Les langues diffèrent avec les nations. les intérêts du prolétariat de Russie exigent que les prolétaires de nationalités de ce pays aient le droit absolu de se servir de la langue dans laquelle ils peuvent s’instruire avec le plus de facilité, combattre le mieux leurs ennemis dans les réunions, les établissements publics, administratifs et autres. Il est reconnu que cette langue, c’est la langue maternelle.
On prive de leur langue maternelle les prolétaires des nationalités « allogènes », et nous garderions le silence ? disent-ils. Mais voyons ce que répond au prolétariat de Russie, sur ce sujet, le programme de notre parti.
Lisez l’article 8, dans lequel notre parti revendique « le droit pour la population de recevoir l’instruction dans sa langue maternelle, droit garanti par la création, aux frais des écoles nécessaires à cet effet ; le droit pour chaque citoyen de s’expliquer dans sa langue maternelle aux réunions ; l’usage de la langue maternelle, à l’égal la langue d’Etat, dans tous les établissements publics et administratifs locaux ».
Lisez tout cela, et vous vous convaincrez que le Parti ouvrier social-démocrate de Russie se charge de faire aboutir cette revendication également.
Que demandent encore les social-démocrates fédéralistes ?
3° « L’autonomie administrative pour les nationalités de la Russie » ?
Vous voulez dire par là qu’on ne peut appliquer de façon identique les mêmes lois aux différentes parties de l’Etat russe, qui se distinguent les unes des autres par leurs conditions d’existence particulières et la composition de leur population ? Vous voulez qu’on donne à chacune de ces régions le droit d’adapter les lois générales de l’Etat à ses conditions particulières ?
S’il en est ainsi, si tel est bien le fond de votre revendication, il faut lui donner une forme appropriée, il faut la débarrasser du brouillard, de la confusion nationaliste, il faut appeler les choses par leur nom.
Et si vous suivez ce conseil, vous vous convaincrez que nous ne sommes nullement opposés à cette revendication.
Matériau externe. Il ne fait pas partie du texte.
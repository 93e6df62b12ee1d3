//! Request-id reuse window.

use dashmap::mapref::entry::Entry;
use dashmap::DashMap;
use keyshare_types::error::{KeyShareError, KeyShareResult};
use std::time::{Duration, Instant};
use tracing::debug;

/// Remembers when each request id was last accepted and rejects reuse
/// inside `window`. A zero window disables the check.
#[derive(Debug)]
pub struct RequestLedger {
    window: Duration,
    seen: DashMap<u64, Instant>,
}

impl RequestLedger {
    pub fn new(window: Duration) -> Self {
        Self {
            window,
            seen: DashMap::new(),
        }
    }

    pub fn window(&self) -> Duration {
        self.window
    }

    /// Accept `request_id` and record it, or fail with `DuplicateRequest`
    /// if it was accepted less than `window` ago. A rejected attempt does
    /// not extend the window.
    pub fn check_and_record(&self, request_id: u64) -> KeyShareResult<()> {
        if self.window.is_zero() {
            return Ok(());
        }
        let now = Instant::now();
        match self.seen.entry(request_id) {
            Entry::Occupied(mut entry) => {
                if now.duration_since(*entry.get()) < self.window {
                    return Err(KeyShareError::DuplicateRequest(request_id));
                }
                entry.insert(now);
            }
            Entry::Vacant(entry) => {
                entry.insert(now);
            }
        }
        Ok(())
    }

    /// Drop `request_id` so it can be used again straight away.
    pub fn forget(&self, request_id: u64) {
        self.seen.remove(&request_id);
    }

    /// Forget ids whose window has passed. Returns how many were dropped.
    pub fn prune(&self) -> usize {
        let before = self.seen.len();
        let window = self.window;
        self.seen.retain(|_, at| at.elapsed() < window);
        let dropped = before.saturating_sub(self.seen.len());
        if dropped > 0 {
            debug!(dropped, "Pruned request ledger");
        }
        dropped
    }

    pub fn len(&self) -> usize {
        self.seen.len()
    }

    pub fn is_empty(&self) -> bool {
        self.seen.is_empty()
    }
}
//! Subcommand implementations.

pub mod agent;
pub mod request;
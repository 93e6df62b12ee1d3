//! KeyShare CLI: runs the agent or sends one manager request to it.

mod cli;
mod cmd;
mod ui;

use crate::cli::{Cli, Commands};
use clap::Parser;
use keyshare_kernel::config::load_config;

/// Log to stderr. `RUST_LOG` wins over the configured level.
fn init_tracing(default_level: &str) {
    tracing_subscriber::fmt()
        .with_env_filter(
            tracing_subscriber::EnvFilter::try_from_default_env()
                .unwrap_or_else(|_| tracing_subscriber::EnvFilter::new(default_level)),
        )
        .with_writer(std::io::stderr)
        .init();
}

fn main() {
    let cli = Cli::parse();
    let config = load_config(cli.config.as_deref());
    init_tracing(&config.log_level);

    match cli.command {
        Commands::Agent { bind } => cmd::agent::cmd_agent(config, bind),
        Commands::Get { target, items } => cmd::request::cmd_get(&config, target, &items),
        Commands::Set { target, items } => cmd::request::cmd_set(&config, target, &items),
    }
}
//! Typed MIB values, instances and key visibility.

use crate::error::{KeyShareError, KeyShareResult};
use serde::{Deserialize, Serialize};

/// The kind tag stored with every MIB instance.
#[derive(Debug, Clone, Copy, PartialEq, Eq, Hash, Serialize, Deserialize)]
#[serde(rename_all = "lowercase")]
pub enum ValueKind {
    Integer,
    String,
}

impl std::fmt::Display for ValueKind {
    fn fmt(&self, f: &mut std::fmt::Formatter<'_>) -> std::fmt::Result {
        match self {
            Self::Integer => write!(f, "Integer"),
            Self::String => write!(f, "String"),
        }
    }
}

/// A value held by (or written to) a MIB instance.
///
/// On the wire this is a bare JSON number or string.
#[derive(Debug, Clone, PartialEq, Eq, Hash, Serialize, Deserialize)]
#[serde(untagged)]
pub enum MibValue {
    Int(i64),
    Str(String),
}

impl MibValue {
    /// The kind this value carries.
    pub fn kind(&self) -> ValueKind {
        match self {
            Self::Int(_) => ValueKind::Integer,
            Self::Str(_) => ValueKind::String,
        }
    }

    /// Best-effort conversion to `kind`.
    ///
    /// Integers always render as strings; strings convert to integers only
    /// when they parse as a decimal `i64` (surrounding whitespace ignored).
    pub fn coerce(self, kind: ValueKind) -> Option<MibValue> {
        match (self, kind) {
            (v @ Self::Int(_), ValueKind::Integer) | (v @ Self::Str(_), ValueKind::String) => {
                Some(v)
            }
            (Self::Int(n), ValueKind::String) => Some(Self::Str(n.to_string())),
            (Self::Str(s), ValueKind::Integer) => s.trim().parse::<i64>().ok().map(Self::Int),
        }
    }

    /// The integer payload, if this is an integer.
    pub fn as_int(&self) -> Option<i64> {
        match self {
            Self::Int(n) => Some(*n),
            Self::Str(_) => None,
        }
    }

    /// The string payload, if this is a string.
    pub fn as_str(&self) -> Option<&str> {
        match self {
            Self::Str(s) => Some(s),
            Self::Int(_) => None,
        }
    }
}

impl std::fmt::Display for MibValue {
    fn fmt(&self, f: &mut std::fmt::Formatter<'_>) -> std::fmt::Result {
        match self {
            Self::Int(n) => write!(f, "{n}"),
            Self::Str(s) => write!(f, "{s:?}"),
        }
    }
}

impl From<i64> for MibValue {
    fn from(n: i64) -> Self {
        Self::Int(n)
    }
}

impl From<i32> for MibValue {
    fn from(n: i32) -> Self {
        Self::Int(i64::from(n))
    }
}

impl From<&str> for MibValue {
    fn from(s: &str) -> Self {
        Self::Str(s.to_string())
    }
}

impl From<String> for MibValue {
    fn from(s: String) -> Self {
        Self::Str(s)
    }
}

/// Access mode of a MIB instance.
#[derive(Debug, Clone, Copy, PartialEq, Eq, Serialize, Deserialize)]
pub enum Access {
    ReadOnly,
    ReadWrite,
}

/// One addressable MIB entry.
///
/// The value's kind always matches `kind`; the only mutator is
/// [`Instance::assign`], which coerces or rejects.
#[derive(Debug, Clone, PartialEq, Eq, Serialize, Deserialize)]
pub struct Instance {
    access: Access,
    kind: ValueKind,
    value: MibValue,
}

impl Instance {
    /// Create an instance whose kind is taken from its initial value.
    pub fn new(access: Access, value: MibValue) -> Self {
        Self {
            access,
            kind: value.kind(),
            value,
        }
    }

    pub fn access(&self) -> Access {
        self.access
    }

    pub fn kind(&self) -> ValueKind {
        self.kind
    }

    pub fn value(&self) -> &MibValue {
        &self.value
    }

    /// True when the stored value agrees with the kind tag.
    pub fn is_consistent(&self) -> bool {
        self.value.kind() == self.kind
    }

    /// Replace the value, coercing it to this instance's kind.
    ///
    /// Access mode is not checked here; callers decide whether a write is
    /// admitted.
    pub fn assign(&mut self, oid: &str, value: MibValue) -> KeyShareResult<()> {
        let coerced = value
            .coerce(self.kind)
            .ok_or_else(|| KeyShareError::TypeMismatch {
                oid: oid.to_string(),
                expected: self.kind,
            })?;
        self.value = coerced;
        Ok(())
    }
}

/// Disclosure policy of an issued key.
#[derive(Debug, Clone, Copy, PartialEq, Eq, Hash, Serialize, Deserialize)]
#[serde(into = "i64", try_from = "i64")]
pub enum Visibility {
    /// Nobody can read the row.
    Private = 0,
    /// Only the address that requested the key can read the row.
    RequesterOnly = 1,
    /// Everybody can read the row.
    Public = 2,
}

impl Visibility {
    /// Rows with this visibility count towards the valid-key quota.
    pub fn counts_as_valid(self) -> bool {
        matches!(self, Self::RequesterOnly | Self::Public)
    }
}

impl From<Visibility> for i64 {
    fn from(v: Visibility) -> Self {
        v as i64
    }
}

impl TryFrom<i64> for Visibility {
    type Error = String;

    fn try_from(value: i64) -> Result<Self, Self::Error> {
        match value {
            0 => Ok(Self::Private),
            1 => Ok(Self::RequesterOnly),
            2 => Ok(Self::Public),
            other => Err(format!("visibility must be 0, 1 or 2 (got {other})")),
        }
    }
}
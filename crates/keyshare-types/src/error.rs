//! Shared error types for the KeyShare system.

use crate::value::ValueKind;
use serde::{Deserialize, Serialize};
use std::time::Duration;
use thiserror::Error;

/// Top-level error type for the KeyShare system.
///
/// Per-item variants (`UnknownOid` through `QuotaExceeded`) are recovered
/// locally by the agent and reported in a response's error list. Protocol
/// variants abort the whole request.
#[derive(Error, Debug, Clone, PartialEq, Eq)]
pub enum KeyShareError {
    /// The OID does not address any instance in the MIB.
    #[error("Unknown OID: {0}")]
    UnknownOid(String),

    /// A network request tried to write a read-only instance.
    #[error("OID {0} is read-only")]
    ReadOnlyViolation(String),

    /// The supplied value does not match (and cannot be coerced to) the instance kind.
    #[error("OID {oid} expects a value of kind {expected}")]
    TypeMismatch {
        /// The OID that was written.
        oid: String,
        /// The kind the instance holds.
        expected: ValueKind,
    },

    /// `get_next` was called on the last instance of the MIB.
    #[error("OID {0} is the last entry in the MIB")]
    EndOfMib(String),

    /// The row id encoded in the OID is not the one the caller expected.
    #[error("OID {oid} does not belong to row {expected}")]
    RowMismatch {
        /// The OID that was walked.
        oid: String,
        /// The row id the caller expected.
        expected: u64,
    },

    /// The key row is not visible to the caller.
    #[error("Key at OID {0} is not visible to this requester")]
    KeyInvisible(String),

    /// Issuing another key would exceed the configured maximum.
    #[error("Key quota exceeded: {current} valid keys (max {max})")]
    QuotaExceeded {
        /// Currently valid keys.
        current: u64,
        /// Configured maximum.
        max: u64,
    },

    /// The PDU carries a primitive type the receiver cannot serve.
    #[error("Invalid primitive type: {0}")]
    InvalidPrimitive(i64),

    /// A request id was reused inside the minimum retry interval.
    #[error("Duplicate request id {0}")]
    DuplicateRequest(u64),

    /// The PDU could not be decoded.
    #[error("Malformed PDU: {0}")]
    MalformedPdu(String),

    /// No response arrived before the deadline.
    #[error("No response within {0:?}")]
    RequestTimeout(Duration),

    /// A configuration value is out of range.
    #[error("Configuration error: {0}")]
    Config(String),

    /// A key row with this id is already present.
    #[error("Key row {0} already exists")]
    DuplicateRow(u64),
}

impl KeyShareError {
    /// Stable numeric code carried next to the description in PDU error lists.
    pub fn code(&self) -> ErrorCode {
        match self {
            Self::UnknownOid(_) => ErrorCode::UnknownOid,
            Self::ReadOnlyViolation(_) => ErrorCode::ReadOnlyViolation,
            Self::TypeMismatch { .. } => ErrorCode::TypeMismatch,
            Self::EndOfMib(_) => ErrorCode::EndOfMib,
            Self::RowMismatch { .. } => ErrorCode::RowMismatch,
            Self::KeyInvisible(_) => ErrorCode::KeyInvisible,
            Self::QuotaExceeded { .. } => ErrorCode::QuotaExceeded,
            Self::InvalidPrimitive(_) => ErrorCode::InvalidPrimitive,
            Self::DuplicateRequest(_) => ErrorCode::DuplicateRequest,
            Self::MalformedPdu(_) => ErrorCode::MalformedPdu,
            Self::RequestTimeout(_) => ErrorCode::RequestTimeout,
            Self::Config(_) => ErrorCode::Config,
            Self::DuplicateRow(_) => ErrorCode::DuplicateRow,
        }
    }
}

/// Alias for Result with KeyShareError.
pub type KeyShareResult<T> = Result<T, KeyShareError>;

/// Wire representation of an error kind.
#[derive(Debug, Clone, Copy, PartialEq, Eq, Hash, Serialize, Deserialize)]
#[serde(into = "u16", try_from = "u16")]
#[repr(u16)]
pub enum ErrorCode {
    UnknownOid = 1,
    ReadOnlyViolation = 2,
    TypeMismatch = 3,
    EndOfMib = 4,
    RowMismatch = 5,
    KeyInvisible = 6,
    QuotaExceeded = 7,
    InvalidPrimitive = 8,
    DuplicateRequest = 9,
    MalformedPdu = 10,
    RequestTimeout = 11,
    Config = 12,
    DuplicateRow = 13,
}

impl From<ErrorCode> for u16 {
    fn from(code: ErrorCode) -> Self {
        code as u16
    }
}

impl TryFrom<u16> for ErrorCode {
    type Error = String;

    fn try_from(value: u16) -> Result<Self, Self::Error> {
        Ok(match value {
            1 => Self::UnknownOid,
            2 => Self::ReadOnlyViolation,
            3 => Self::TypeMismatch,
            4 => Self::EndOfMib,
            5 => Self::RowMismatch,
            6 => Self::KeyInvisible,
            7 => Self::QuotaExceeded,
            8 => Self::InvalidPrimitive,
            9 => Self::DuplicateRequest,
            10 => Self::MalformedPdu,
            11 => Self::RequestTimeout,
            12 => Self::Config,
            13 => Self::DuplicateRow,
            other => return Err(format!("unknown error code {other}")),
        })
    }
}

impl std::fmt::Display for ErrorCode {
    fn fmt(&self, f: &mut std::fmt::Formatter<'_>) -> std::fmt::Result {
        let name = match self {
            Self::UnknownOid => "unknown_oid",
            Self::ReadOnlyViolation => "read_only",
            Self::TypeMismatch => "type_mismatch",
            Self::EndOfMib => "end_of_mib",
            Self::RowMismatch => "row_mismatch",
            Self::KeyInvisible => "key_invisible",
            Self::QuotaExceeded => "quota_exceeded",
            Self::InvalidPrimitive => "invalid_primitive",
            Self::DuplicateRequest => "duplicate_request",
            Self::MalformedPdu => "malformed_pdu",
            Self::RequestTimeout => "request_timeout",
            Self::Config => "config",
            Self::DuplicateRow => "duplicate_row",
        };
        write!(f, "{name}")
    }
}

#[cfg(test)]
mod tests {
    use super::*;

    #[test]
    fn test_codes_are_stable() {
        assert_eq!(u16::from(ErrorCode::UnknownOid), 1);
        assert_eq!(u16::from(ErrorCode::DuplicateRow), 13);
        for raw in 1..=13u16 {
            let code = ErrorCode::try_from(raw).unwrap();
            assert_eq!(u16::from(code), raw);
        }
        assert!(ErrorCode::try_from(0).is_err());
        assert!(ErrorCode::try_from(14).is_err());
    }

    #[test]
    fn test_error_maps_to_code() {
        let err = KeyShareError::QuotaExceeded { current: 3, max: 3 };
        assert_eq!(err.code(), ErrorCode::QuotaExceeded);
        assert!(err.to_string().contains("max 3"));
        assert_eq!(
            KeyShareError::KeyInvisible("3.2.1.2.1".into()).code(),
            ErrorCode::KeyInvisible
        );
    }

    #[test]
    fn test_code_serializes_as_number() {
        let json = serde_json::to_string(&ErrorCode::KeyInvisible).unwrap();
        assert_eq!(json, "6");
        let back: ErrorCode = serde_json::from_str("4").unwrap();
        assert_eq!(back, ErrorCode::EndOfMib);
        assert!(serde_json::from_str::<ErrorCode>("99").is_err());
    }
}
Nous ne doutons nullement que les différentes parties de l’Etat russe, qui se distinguent les unes des autres par leurs conditions d’existence particulières et la composition de leur population, ne sauraient appliquer de la même manière la constitution de l’Etat, et qu’il est nécessaire de leur donner le droit d’appliquer la constitution générale de l’Etat sous la forme dont elles tireront le plus d’avantages, qui leur permettra de développer au maximum les forces politiques existantes dans le peuple.
C’est ce qu’exigent les intérêts de classe du prolétariat de Russie. Et si vous relisez l’article 3 du programme de notre parti, où celui-ci revendique « une large autonomie administrative locale, autonomie régionale pour les contrées qui se distinguent par des conditions d’existence particulières et la composition de leur population », vous verrez que le Parti ouvrier social-démocrate de Russie a dégagé d’emblée cette revendication du brouillard nationaliste et ensuite qu’il s’est chargé de la faire aboutir.
4°Vous nous montrez l’autocratie tsariste qui persécute férocement « la culture nationale » des nationalités « allogènes » de Russie ; qui s’immisce comme un bandit dans leur vie intérieure et les opprime de toutes les manières ; qui a détruit (et continue de détruire) d’une façon barbare les institutions culturelles des Finlandais ; qui s’est comportée pirate des biens nationaux arméniens, etc. ?
Vous demandez des garanties contre les brigandages de l’autocratie ? mais ne voyons-nous pas les violences de l’autocratie tsariste et ne les avons-nous pas toujours combattues ?
Chacun peut aujourd’hui constater à quel point l’actuel gouvernement de la Russie opprime et étouffe les nationalités « allogènes ».
Il est également hors de doute que, jour après jour, cette politique du gouvernement corrompt et soumet à une dangereuse épreuve la conscience de classe du prolétariat de Russie. par conséquent, nous combattrons toujours et partout la politique corruptrice du gouvernement tsariste.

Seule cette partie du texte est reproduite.